use std::path::{Path, PathBuf};

use serde::de::Error as _;
use serde::{Deserialize, Deserializer, Serialize};

use crate::error::{Error, Result};
use crate::loss::loss_type::LossType;
use crate::model::backbone::BackboneKind;
use crate::model::fusion::FUSION_UNITS;
use crate::model::recurrent::RecurrentConfig;
use crate::train::train_config::{Selection, TrainConfig};

/// A named numeric field inside a `.mat` or `.json` file.
#[derive(Debug, Clone, PartialEq, Serialize, Deserialize)]
pub struct FieldSource {
    pub path: PathBuf,
    pub field: String,
}

impl FieldSource {
    pub fn new(path: impl Into<PathBuf>, field: impl Into<String>) -> Self {
        FieldSource { path: path.into(), field: field.into() }
    }
}

/// Locations of the sensor histories, image stacks and RUL targets.
#[derive(Debug, Clone, PartialEq, Serialize, Deserialize)]
#[serde(default)]
pub struct DataConfig {
    pub train_sequences: FieldSource,
    pub test_sequences: FieldSource,
    pub train_rul: FieldSource,
    pub test_rul: FieldSource,
    pub train_images: PathBuf,
    pub test_images: PathBuf,
    pub train_image_rul: FieldSource,
    pub test_image_rul: FieldSource,
    /// Square side every image is resized to; `None` keeps the stored size.
    pub image_size: Option<u32>,
}

impl Default for DataConfig {
    fn default() -> Self {
        let his = Path::new("./Matlab/train_test_his");
        let img = Path::new("./Matlab/train_test_images");
        DataConfig {
            train_sequences: FieldSource::new(his.join("training_data.mat"), "training"),
            test_sequences: FieldSource::new(his.join("testing_data.mat"), "testing"),
            train_rul: FieldSource::new(his.join("training_rul.mat"), "rul"),
            test_rul: FieldSource::new(his.join("testing_rul.mat"), "rul"),
            train_images: img.join("training_data.tif"),
            test_images: img.join("testing_data.tif"),
            train_image_rul: FieldSource::new(img.join("training_targets.mat"), "rul"),
            test_image_rul: FieldSource::new(img.join("testing_targets.mat"), "rul"),
            image_size: None,
        }
    }
}

/// Where trained models and run reports are written.
#[derive(Debug, Clone, PartialEq, Serialize, Deserialize)]
#[serde(default)]
pub struct OutputConfig {
    /// Directory for the final model of every stage.
    pub model_dir: PathBuf,
    /// Directory for loss-curve SVGs and history JSON; nothing is written when unset.
    pub report_dir: Option<PathBuf>,
}

impl Default for OutputConfig {
    fn default() -> Self {
        OutputConfig { model_dir: PathBuf::from("./result"), report_dir: None }
    }
}

/// Full configuration of the RUL pipelines, stored as JSON.
#[derive(Debug, Clone, PartialEq, Serialize, Deserialize)]
#[serde(default)]
pub struct RunConfig {
    pub data: DataConfig,
    /// One of `resnet18, resnet50, resnet152, vgg11, googlenet, alexnet`.
    pub backbone: String,
    /// Backbone weights as a `StateDict` JSON file; seeded weights when unset.
    pub backbone_weights: Option<PathBuf>,
    pub recurrent: RecurrentConfig,
    /// Recurrent branch weights to start the hybrid stage from; the branch is
    /// pretrained first when unset.
    pub pretrained_recurrent: Option<PathBuf>,
    pub fusion_units: Vec<usize>,
    pub fine_tune_recurrent: bool,
    #[serde(deserialize_with = "pretrain_over_defaults")]
    pub pretrain: TrainConfig,
    #[serde(deserialize_with = "image_train_over_defaults")]
    pub image_train: TrainConfig,
    pub hybrid_train: TrainConfig,
    pub outputs: OutputConfig,
    pub seed: u64,
}

impl Default for RunConfig {
    fn default() -> Self {
        RunConfig {
            data: DataConfig::default(),
            backbone: BackboneKind::Alexnet.name().to_string(),
            backbone_weights: None,
            recurrent: RecurrentConfig::default(),
            pretrained_recurrent: None,
            fusion_units: FUSION_UNITS.to_vec(),
            fine_tune_recurrent: false,
            pretrain: default_pretrain(),
            image_train: default_image_train(),
            hybrid_train: TrainConfig::default(),
            outputs: OutputConfig::default(),
            seed: 42,
        }
    }
}

fn default_pretrain() -> TrainConfig {
    TrainConfig {
        loss: LossType::Mape,
        selection: Selection::ValLoss,
        // 0.95 every ten epochs.
        lr_gamma: 0.95f64.powf(0.1),
        checkpoint_path: Some(PathBuf::from("./chkpt/checkpoint.json")),
        ..TrainConfig::default()
    }
}

fn default_image_train() -> TrainConfig {
    TrainConfig {
        batch_size: 1,
        shuffle: false,
        ..TrainConfig::default()
    }
}

/// Reads a stage object as overrides of `base`, so fields the file leaves
/// out keep the stage's own defaults rather than `TrainConfig::default()`.
fn merge_stage<'de, D>(deserializer: D, base: TrainConfig) -> std::result::Result<TrainConfig, D::Error>
where
    D: Deserializer<'de>,
{
    let overrides = serde_json::Map::<String, serde_json::Value>::deserialize(deserializer)?;
    let mut merged = serde_json::to_value(base).map_err(D::Error::custom)?;
    if let serde_json::Value::Object(fields) = &mut merged {
        fields.extend(overrides);
    }
    serde_json::from_value(merged).map_err(D::Error::custom)
}

fn pretrain_over_defaults<'de, D: Deserializer<'de>>(d: D) -> std::result::Result<TrainConfig, D::Error> {
    merge_stage(d, default_pretrain())
}

fn image_train_over_defaults<'de, D: Deserializer<'de>>(d: D) -> std::result::Result<TrainConfig, D::Error> {
    merge_stage(d, default_image_train())
}

impl RunConfig {
    pub fn load_json(path: impl AsRef<Path>) -> Result<RunConfig> {
        let path = path.as_ref();
        let json = std::fs::read_to_string(path)
            .map_err(|e| Error::Config(format!("cannot read {}: {}", path.display(), e)))?;
        serde_json::from_str(&json)
            .map_err(|e| Error::Config(format!("invalid configuration {}: {}", path.display(), e)))
    }

    pub fn save_json(&self, path: impl AsRef<Path>) -> Result<()> {
        let path = path.as_ref();
        if let Some(parent) = path.parent().filter(|p| !p.as_os_str().is_empty()) {
            std::fs::create_dir_all(parent)?;
        }
        std::fs::write(path, serde_json::to_string_pretty(self)?)?;
        Ok(())
    }

    pub fn backbone_kind(&self) -> Result<BackboneKind> {
        self.backbone.parse()
    }

    /// Checks every value that can be checked without touching the data.
    pub fn validate(&self) -> Result<()> {
        self.backbone_kind()?;
        self.recurrent.validate()?;
        if self.fusion_units.contains(&0) {
            return Err(Error::Config("fusion widths must be positive".into()));
        }
        if self.data.image_size == Some(0) {
            return Err(Error::Config("image_size must be positive".into()));
        }
        self.pretrain.validate()?;
        self.image_train.validate()?;
        self.hybrid_train.validate()
    }
}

──────────

- _Problem to work on_: Each line of the entries holding the string "display" should be found and copied.

- _Result for this exercise_:
            .map_err(|e| Error::Config(format!("cannot read {}: {}", path.display(), e)))?;
            .map_err(|e| Error::Config(format!("invalid configuration {}: {}", path.display(), e)))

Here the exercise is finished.